[Collected data entries]
Content starts

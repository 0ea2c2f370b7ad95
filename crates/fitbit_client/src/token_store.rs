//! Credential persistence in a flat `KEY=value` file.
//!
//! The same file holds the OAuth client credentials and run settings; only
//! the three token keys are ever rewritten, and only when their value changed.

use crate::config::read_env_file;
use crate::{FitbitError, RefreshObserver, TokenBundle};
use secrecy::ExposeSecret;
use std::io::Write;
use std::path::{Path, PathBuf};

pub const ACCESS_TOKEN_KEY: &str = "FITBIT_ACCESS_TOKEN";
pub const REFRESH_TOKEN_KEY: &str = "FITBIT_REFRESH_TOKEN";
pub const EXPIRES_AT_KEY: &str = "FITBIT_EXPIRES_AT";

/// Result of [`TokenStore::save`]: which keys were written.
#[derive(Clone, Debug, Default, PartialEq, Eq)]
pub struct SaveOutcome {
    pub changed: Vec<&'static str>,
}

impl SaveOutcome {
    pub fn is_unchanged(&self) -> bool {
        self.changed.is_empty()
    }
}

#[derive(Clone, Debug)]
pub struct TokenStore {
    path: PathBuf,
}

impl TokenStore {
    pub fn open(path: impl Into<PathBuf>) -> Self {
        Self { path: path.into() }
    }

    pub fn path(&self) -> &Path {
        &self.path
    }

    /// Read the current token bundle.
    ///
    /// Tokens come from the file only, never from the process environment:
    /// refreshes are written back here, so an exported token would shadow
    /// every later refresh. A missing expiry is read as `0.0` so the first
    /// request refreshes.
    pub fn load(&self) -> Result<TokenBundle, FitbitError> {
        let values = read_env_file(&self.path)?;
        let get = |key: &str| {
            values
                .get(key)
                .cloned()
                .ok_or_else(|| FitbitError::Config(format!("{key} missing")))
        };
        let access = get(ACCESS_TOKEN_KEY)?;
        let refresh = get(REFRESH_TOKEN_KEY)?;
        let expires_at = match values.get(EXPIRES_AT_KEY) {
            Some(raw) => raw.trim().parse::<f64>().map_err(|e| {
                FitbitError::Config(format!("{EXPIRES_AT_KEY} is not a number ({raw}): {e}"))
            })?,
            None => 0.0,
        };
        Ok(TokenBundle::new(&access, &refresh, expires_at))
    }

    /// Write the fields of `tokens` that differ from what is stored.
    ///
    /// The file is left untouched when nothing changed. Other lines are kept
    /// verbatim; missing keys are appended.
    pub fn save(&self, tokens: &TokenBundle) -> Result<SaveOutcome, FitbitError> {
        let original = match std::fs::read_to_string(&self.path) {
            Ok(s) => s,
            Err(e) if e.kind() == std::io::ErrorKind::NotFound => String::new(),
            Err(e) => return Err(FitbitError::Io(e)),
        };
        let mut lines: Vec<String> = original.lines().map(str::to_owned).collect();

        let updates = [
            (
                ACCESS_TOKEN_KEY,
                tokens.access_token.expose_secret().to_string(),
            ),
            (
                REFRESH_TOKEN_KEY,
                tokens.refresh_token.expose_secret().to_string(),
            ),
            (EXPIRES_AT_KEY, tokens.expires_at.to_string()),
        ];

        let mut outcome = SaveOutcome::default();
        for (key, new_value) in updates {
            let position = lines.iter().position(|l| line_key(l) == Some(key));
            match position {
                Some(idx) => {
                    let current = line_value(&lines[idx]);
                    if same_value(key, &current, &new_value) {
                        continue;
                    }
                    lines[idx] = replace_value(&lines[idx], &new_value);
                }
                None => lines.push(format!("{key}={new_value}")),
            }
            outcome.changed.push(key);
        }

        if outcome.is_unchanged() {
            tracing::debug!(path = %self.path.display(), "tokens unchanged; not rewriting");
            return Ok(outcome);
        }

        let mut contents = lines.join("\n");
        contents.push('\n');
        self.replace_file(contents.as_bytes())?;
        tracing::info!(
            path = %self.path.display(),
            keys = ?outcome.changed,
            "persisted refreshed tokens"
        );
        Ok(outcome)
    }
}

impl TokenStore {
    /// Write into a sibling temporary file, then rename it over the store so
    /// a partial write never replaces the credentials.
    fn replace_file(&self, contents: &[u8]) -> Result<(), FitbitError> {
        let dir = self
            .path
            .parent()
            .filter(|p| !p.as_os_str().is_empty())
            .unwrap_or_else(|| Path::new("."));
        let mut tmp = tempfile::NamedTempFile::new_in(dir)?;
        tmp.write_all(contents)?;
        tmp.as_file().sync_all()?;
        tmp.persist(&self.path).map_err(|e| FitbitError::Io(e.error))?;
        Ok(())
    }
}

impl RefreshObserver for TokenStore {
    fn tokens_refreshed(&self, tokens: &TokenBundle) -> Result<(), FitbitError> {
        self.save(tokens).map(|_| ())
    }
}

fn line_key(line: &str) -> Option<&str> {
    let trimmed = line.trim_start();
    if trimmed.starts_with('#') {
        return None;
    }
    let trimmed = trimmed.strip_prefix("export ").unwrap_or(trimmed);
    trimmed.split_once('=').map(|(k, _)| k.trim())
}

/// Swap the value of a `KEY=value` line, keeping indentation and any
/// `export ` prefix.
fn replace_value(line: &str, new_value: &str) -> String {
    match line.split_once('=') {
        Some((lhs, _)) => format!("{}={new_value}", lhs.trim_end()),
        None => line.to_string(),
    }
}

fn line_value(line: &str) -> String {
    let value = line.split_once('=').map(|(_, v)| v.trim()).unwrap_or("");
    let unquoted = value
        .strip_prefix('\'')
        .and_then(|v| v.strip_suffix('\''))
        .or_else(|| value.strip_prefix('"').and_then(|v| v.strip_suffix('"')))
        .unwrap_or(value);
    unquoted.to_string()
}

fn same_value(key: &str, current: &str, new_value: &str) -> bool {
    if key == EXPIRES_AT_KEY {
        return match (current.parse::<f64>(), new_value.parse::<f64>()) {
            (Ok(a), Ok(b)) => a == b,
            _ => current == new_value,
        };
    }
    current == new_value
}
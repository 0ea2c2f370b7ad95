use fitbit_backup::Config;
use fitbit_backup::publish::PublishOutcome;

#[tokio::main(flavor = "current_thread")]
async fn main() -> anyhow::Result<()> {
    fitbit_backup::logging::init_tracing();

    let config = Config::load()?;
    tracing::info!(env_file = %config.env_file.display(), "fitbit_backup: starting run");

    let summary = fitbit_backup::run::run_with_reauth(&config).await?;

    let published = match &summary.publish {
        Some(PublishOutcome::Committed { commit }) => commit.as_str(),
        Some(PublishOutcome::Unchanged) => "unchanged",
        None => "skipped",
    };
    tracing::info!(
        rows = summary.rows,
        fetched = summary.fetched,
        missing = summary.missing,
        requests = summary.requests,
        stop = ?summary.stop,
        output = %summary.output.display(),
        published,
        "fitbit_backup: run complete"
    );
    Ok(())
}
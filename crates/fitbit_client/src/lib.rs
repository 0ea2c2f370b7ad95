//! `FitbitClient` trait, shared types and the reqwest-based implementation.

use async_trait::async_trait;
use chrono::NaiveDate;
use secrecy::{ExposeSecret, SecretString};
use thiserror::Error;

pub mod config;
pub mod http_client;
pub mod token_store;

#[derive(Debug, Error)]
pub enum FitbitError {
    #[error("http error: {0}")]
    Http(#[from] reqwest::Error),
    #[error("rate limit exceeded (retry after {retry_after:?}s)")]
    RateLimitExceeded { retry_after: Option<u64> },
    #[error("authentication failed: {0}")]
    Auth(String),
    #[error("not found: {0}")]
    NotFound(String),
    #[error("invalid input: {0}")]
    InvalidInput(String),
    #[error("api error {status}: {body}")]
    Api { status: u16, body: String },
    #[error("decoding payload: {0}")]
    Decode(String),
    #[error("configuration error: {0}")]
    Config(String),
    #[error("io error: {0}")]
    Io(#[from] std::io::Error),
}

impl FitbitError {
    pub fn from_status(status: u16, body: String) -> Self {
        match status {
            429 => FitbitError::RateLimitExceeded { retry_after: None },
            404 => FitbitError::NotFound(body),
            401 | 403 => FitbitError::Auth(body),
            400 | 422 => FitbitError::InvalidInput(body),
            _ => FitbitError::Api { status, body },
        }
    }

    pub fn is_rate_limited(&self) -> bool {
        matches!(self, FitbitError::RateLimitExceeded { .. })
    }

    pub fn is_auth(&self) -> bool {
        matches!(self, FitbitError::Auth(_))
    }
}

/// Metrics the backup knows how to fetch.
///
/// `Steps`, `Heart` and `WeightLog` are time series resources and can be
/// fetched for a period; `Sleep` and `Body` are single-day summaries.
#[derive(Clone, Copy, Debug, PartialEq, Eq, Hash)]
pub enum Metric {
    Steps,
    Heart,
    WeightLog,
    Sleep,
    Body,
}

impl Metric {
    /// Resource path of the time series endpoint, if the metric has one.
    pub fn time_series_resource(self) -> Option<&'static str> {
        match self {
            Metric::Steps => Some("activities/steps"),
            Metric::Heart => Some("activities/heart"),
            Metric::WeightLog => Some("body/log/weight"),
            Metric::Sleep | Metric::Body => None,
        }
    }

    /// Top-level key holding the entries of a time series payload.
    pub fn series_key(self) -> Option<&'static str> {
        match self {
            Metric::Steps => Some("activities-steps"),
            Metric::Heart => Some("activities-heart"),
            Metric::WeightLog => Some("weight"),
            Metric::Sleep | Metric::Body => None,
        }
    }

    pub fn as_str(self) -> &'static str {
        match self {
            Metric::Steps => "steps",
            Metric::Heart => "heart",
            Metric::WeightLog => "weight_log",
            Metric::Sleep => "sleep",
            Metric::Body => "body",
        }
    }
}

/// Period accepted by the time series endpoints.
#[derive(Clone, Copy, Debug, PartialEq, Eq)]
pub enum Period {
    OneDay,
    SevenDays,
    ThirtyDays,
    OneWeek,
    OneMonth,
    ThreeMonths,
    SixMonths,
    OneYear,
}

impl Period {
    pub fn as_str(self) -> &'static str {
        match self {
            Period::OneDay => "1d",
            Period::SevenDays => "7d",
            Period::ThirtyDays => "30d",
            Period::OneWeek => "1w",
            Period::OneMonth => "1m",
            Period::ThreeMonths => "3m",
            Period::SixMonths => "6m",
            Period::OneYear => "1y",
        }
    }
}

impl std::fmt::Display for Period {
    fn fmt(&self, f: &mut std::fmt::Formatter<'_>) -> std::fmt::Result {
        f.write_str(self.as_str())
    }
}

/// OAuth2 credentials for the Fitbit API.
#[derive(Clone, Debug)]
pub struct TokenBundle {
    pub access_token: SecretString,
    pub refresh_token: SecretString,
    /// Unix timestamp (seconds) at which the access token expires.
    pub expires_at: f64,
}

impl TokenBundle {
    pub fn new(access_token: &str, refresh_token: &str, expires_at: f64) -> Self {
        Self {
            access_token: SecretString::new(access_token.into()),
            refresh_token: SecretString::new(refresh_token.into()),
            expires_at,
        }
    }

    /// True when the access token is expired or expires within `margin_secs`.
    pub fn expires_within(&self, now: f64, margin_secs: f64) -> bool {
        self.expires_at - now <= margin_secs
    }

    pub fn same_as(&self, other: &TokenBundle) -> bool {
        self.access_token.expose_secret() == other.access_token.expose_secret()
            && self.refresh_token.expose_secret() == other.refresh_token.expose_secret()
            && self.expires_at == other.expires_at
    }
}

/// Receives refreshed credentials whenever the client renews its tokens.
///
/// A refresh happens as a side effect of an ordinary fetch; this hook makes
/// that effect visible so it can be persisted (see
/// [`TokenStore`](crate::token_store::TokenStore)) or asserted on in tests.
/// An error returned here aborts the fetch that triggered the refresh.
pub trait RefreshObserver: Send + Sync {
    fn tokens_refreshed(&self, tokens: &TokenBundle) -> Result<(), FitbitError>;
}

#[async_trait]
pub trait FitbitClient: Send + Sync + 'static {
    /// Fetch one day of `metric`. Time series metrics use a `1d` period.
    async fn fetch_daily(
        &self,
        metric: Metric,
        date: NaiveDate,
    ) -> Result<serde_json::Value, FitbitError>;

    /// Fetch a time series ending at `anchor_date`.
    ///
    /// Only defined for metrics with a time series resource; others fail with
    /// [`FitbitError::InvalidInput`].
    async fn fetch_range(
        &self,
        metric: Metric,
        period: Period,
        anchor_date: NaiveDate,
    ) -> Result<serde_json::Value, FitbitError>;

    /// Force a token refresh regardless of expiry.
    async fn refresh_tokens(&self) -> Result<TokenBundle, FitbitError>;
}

Content ends

WHAT YOU ARE ASKED TO DO →
From the entries above, restate word for word the lines from the line containing "pub const ACCESS_TOKEN_KEY: &str" to the line containing "keys were written.", both ends included, and nothing more.

RESULT OF THE EXERCISE →
pub const ACCESS_TOKEN_KEY: &str = "FITBIT_ACCESS_TOKEN";
pub const REFRESH_TOKEN_KEY: &str = "FITBIT_REFRESH_TOKEN";
pub const EXPIRES_AT_KEY: &str = "FITBIT_EXPIRES_AT";

/// Result of [`TokenStore::save`]: which keys were written.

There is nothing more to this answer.